> What to do: Find every line in the records below that contains "chrono", and copy it.

> Data shown:

⟨

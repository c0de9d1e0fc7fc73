//! Declarative, JSON-shaped input schemas.
//!
//! A [`Schema`] describes an object: its fields, their types, constraints,
//! presence and nullability. Validating a value produces a normalized copy
//! (unknown keys dropped, defaults applied) or every violation found, in
//! declaration order.
//!
//! JSON bodies are checked strictly. Params and query strings carry every
//! scalar as text, so for those sources integers, numbers and booleans are
//! also read from their string form, and a single value may stand in for a
//! one-item array.

use super::InputSchema;
use super::error::{FieldError, InputSource, characters, describe, join_path};
use chrono::{DateTime, NaiveDate, SecondsFormat, Utc};
use serde_json::{Map, Value};
use validator::{ValidateEmail, ValidationError};

/// Extra check on a string value, in the shape `validator` custom functions use.
pub type StringCheck = fn(&str) -> Result<(), ValidationError>;

#[derive(Clone)]
enum Rule {
    String,
    Email,
    Uuid,
    Enum(Vec<String>),
    Integer,
    Number,
    Boolean,
    Date,
    DateTime,
    Array(Box<Field>),
    Object(Schema),
    Any,
}

/// One field of a [`Schema`].
///
/// Presence and nullability are independent: `optional()` allows the key to
/// be absent, `nullable()` allows an explicit `null`.
#[derive(Clone)]
pub struct Field {
    rule: Rule,
    required: bool,
    nullable: bool,
    default: Option<Value>,
    min_len: Option<usize>,
    max_len: Option<usize>,
    min: Option<f64>,
    max: Option<f64>,
    checks: Vec<StringCheck>,
}
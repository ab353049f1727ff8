//! Value object trait: equality by value, not identity.

/// Marker trait for value objects.
///
/// Everything the decision engine consumes is a value object: the caller
/// builds it from persisted data immediately before a decision and drops it
/// afterwards. Two snapshots with the same fields yield the same decision.
///
/// ```ignore
/// #[derive(Debug, Clone, PartialEq, Eq)]
/// struct Actor { role: Role, club_id: Option<ClubId> }
///
/// impl ValueObject for Actor {}
/// ```
pub trait ValueObject: Clone + PartialEq + core::fmt::Debug + Send + Sync {}
//! Strongly-typed identifiers used across the domain.
//!
//! Records are keyed by database integer ids; the newtypes keep a club id
//! from ever being compared against a user id.

use core::str::FromStr;
use serde::{Deserialize, Serialize};

use crate::error::DomainError;

/// Identifier of a user (actor or target identity).
#[derive(Debug, Copy, Clone, PartialEq, Eq, PartialOrd, Ord, Hash, Serialize, Deserialize)]
#[serde(transparent)]
pub struct UserId(i64);

/// Identifier of a club (the scoping boundary for club-scoped roles).
#[derive(Debug, Copy, Clone, PartialEq, Eq, PartialOrd, Ord, Hash, Serialize, Deserialize)]
#[serde(transparent)]
pub struct ClubId(i64);

/// Identifier of a club event.
#[derive(Debug, Copy, Clone, PartialEq, Eq, PartialOrd, Ord, Hash, Serialize, Deserialize)]
#[serde(transparent)]
pub struct EventId(i64);

/// Identifier of a generated report.
#[derive(Debug, Copy, Clone, PartialEq, Eq, PartialOrd, Ord, Hash, Serialize, Deserialize)]
#[serde(transparent)]
pub struct ReportId(i64);

macro_rules! impl_int_newtype {
    ($t:ty, $name:literal) => {
        impl $t {
            pub const fn new(raw: i64) -> Self {
                Self(raw)
            }

            pub const fn get(&self) -> i64 {
                self.0
            }
        }

        impl core::fmt::Display for $t {
            fn fmt(&self, f: &mut core::fmt::Formatter<'_>) -> core::fmt::Result {
                core::fmt::Display::fmt(&self.0, f)
            }
        }

        impl From<i64> for $t {
            fn from(value: i64) -> Self {
                Self(value)
            }
        }

        impl From<$t> for i64 {
            fn from(value: $t) -> Self {
                value.0
            }
        }

        impl FromStr for $t {
            type Err = DomainError;

            fn from_str(s: &str) -> Result<Self, Self::Err> {
                let raw = s
                    .trim()
                    .parse::<i64>()
                    .map_err(|e| DomainError::invalid_id(format!("{}: {}", $name, e)))?;
                Ok(Self(raw))
            }
        }
    };
}

impl_int_newtype!(UserId, "UserId");
impl_int_newtype!(ClubId, "ClubId");
impl_int_newtype!(EventId, "EventId");
impl_int_newtype!(ReportId, "ReportId");
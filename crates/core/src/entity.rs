//! Entity trait: records identified by id rather than by value.

/// Entity marker + minimal interface.
///
/// Implemented by the record snapshots the persistence layer hands to the
/// decision engine, so rules can compare identities (e.g. self-targeting).
pub trait Entity {
    /// Strongly-typed entity identifier.
    type Id: Copy + Eq + core::hash::Hash + core::fmt::Debug;

    /// Returns the entity identifier.
    fn id(&self) -> Self::Id;

    /// Whether `other` refers to the same record.
    fn same_entity<E: Entity<Id = Self::Id>>(&self, other: &E) -> bool {
        self.id() == other.id()
    }
}
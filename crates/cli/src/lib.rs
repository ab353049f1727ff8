//! `clubhub-policy` command implementations.
//!
//! ```text
//! clubhub-policy decide                   < request.json
//! clubhub-policy validate <field> <value>...
//! clubhub-policy roles <role>
//! ```

use std::io::{Read, Write};

use anyhow::{Context, bail};
use chrono::{DateTime, Utc};

use clubhub_auth::{Decision, DecisionRequest, Role, evaluate};
use clubhub_validation::{ValidationGate, ValidationLimits};

pub const USAGE: &str = "usage: clubhub-policy <decide | validate <field> <value>... | roles <role>>";

pub fn run<R: Read, W: Write>(
    args: &[String],
    mut input: R,
    mut output: W,
    limits: ValidationLimits,
) -> anyhow::Result<()> {
    let Some((command, rest)) = args.split_first() else {
        bail!(USAGE);
    };

    match command.as_str() {
        "decide" => {
            let mut raw = String::new();
            input
                .read_to_string(&mut raw)
                .context("failed to read request from stdin")?;
            let decision = decide_json(&raw, Utc::now());
            serde_json::to_writer(&mut output, &decision)?;
            writeln!(output)?;
        }
        "validate" => {
            let gate = ValidationGate::new(limits);
            let Some((field, values)) = rest.split_first() else {
                bail!(USAGE);
            };
            let valid = validate_field(&gate, field, values, Utc::now())?;
            writeln!(output, "{valid}")?;
        }
        "roles" => {
            let Some(role) = rest.first() else {
                bail!(USAGE);
            };
            let role: Role = role.parse()?;
            serde_json::to_writer(&mut output, &role.assignable_roles())?;
            writeln!(output)?;
        }
        other => bail!("unknown command '{other}'\n{USAGE}"),
    }

    Ok(())
}

/// Decide a JSON request. Unreadable JSON is a denial, not an error.
pub fn decide_json(raw: &str, now: DateTime<Utc>) -> Decision {
    match serde_json::from_str::<DecisionRequest>(raw) {
        Ok(request) => evaluate(&request, now),
        Err(err) => {
            tracing::debug!(error = %err, "unreadable decision request");
            Decision::malformed(format!("invalid request json: {err}"))
        }
    }
}

/// Run one named validator. Unknown fields are usage errors; bad values
/// simply validate to `false`.
pub fn validate_field(
    gate: &ValidationGate,
    field: &str,
    values: &[String],
    now: DateTime<Utc>,
) -> anyhow::Result<bool> {
    let first = values.first().map(String::as_str).unwrap_or("");

    let valid = match field {
        "email" => gate.is_valid_email(first),
        "student-id" => gate.is_valid_student_id(first),
        "password" => gate.is_valid_password(first),
        "full-name" => gate.is_valid_full_name(&values.join(" ")),
        "club-name" => gate.is_valid_club_name(&values.join(" ")),
        "description" => gate.is_valid_description(&values.join(" ")),
        "event-name" => gate.is_valid_event_name(&values.join(" ")),
        "report-title" => gate.is_valid_report_title(&values.join(" ")),
        "semester" => gate.is_valid_semester(&values.join(" ")),
        "phone" => gate.is_valid_phone(&values.join(" ")),
        "event-date" => parse_date(first).is_some_and(|d| gate.is_valid_event_date_at(d, now)),
        "date-range" => {
            let from = values.first().map(|v| parse_date(v));
            let to = values.get(1).map(|v| parse_date(v));
            match (from, to) {
                // A bound that was given but did not parse is invalid.
                (Some(None), _) | (_, Some(None)) => false,
                (from, to) => gate.is_valid_date_range(from.flatten(), to.flatten()),
            }
        }
        "pagination" => {
            let page = values.first().and_then(|v| v.parse::<i64>().ok());
            let size = values.get(1).and_then(|v| v.parse::<i64>().ok());
            match (page, size) {
                (Some(page), Some(size)) => gate.is_valid_pagination_parameters(page, size),
                _ => false,
            }
        }
        other => bail!("unknown field '{other}'"),
    };

    Ok(valid)
}

fn parse_date(raw: &str) -> Option<DateTime<Utc>> {
    DateTime::parse_from_rfc3339(raw.trim())
        .ok()
        .map(|d| d.with_timezone(&Utc))
}
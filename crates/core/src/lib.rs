//! `clubhub-core` — domain foundation building blocks.
//!
//! This crate contains **pure domain** primitives (no persistence concerns).

pub mod entity;
pub mod error;
pub mod id;
pub mod value_object;

pub use entity::Entity;
pub use error::DomainError;
pub use id::{ClubId, EventId, ReportId, UserId};
pub use value_object::ValueObject;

⟩

> Answer space:
use chrono::{DateTime, NaiveDate, SecondsFormat, Utc};
use chrono::{DateTime, Utc};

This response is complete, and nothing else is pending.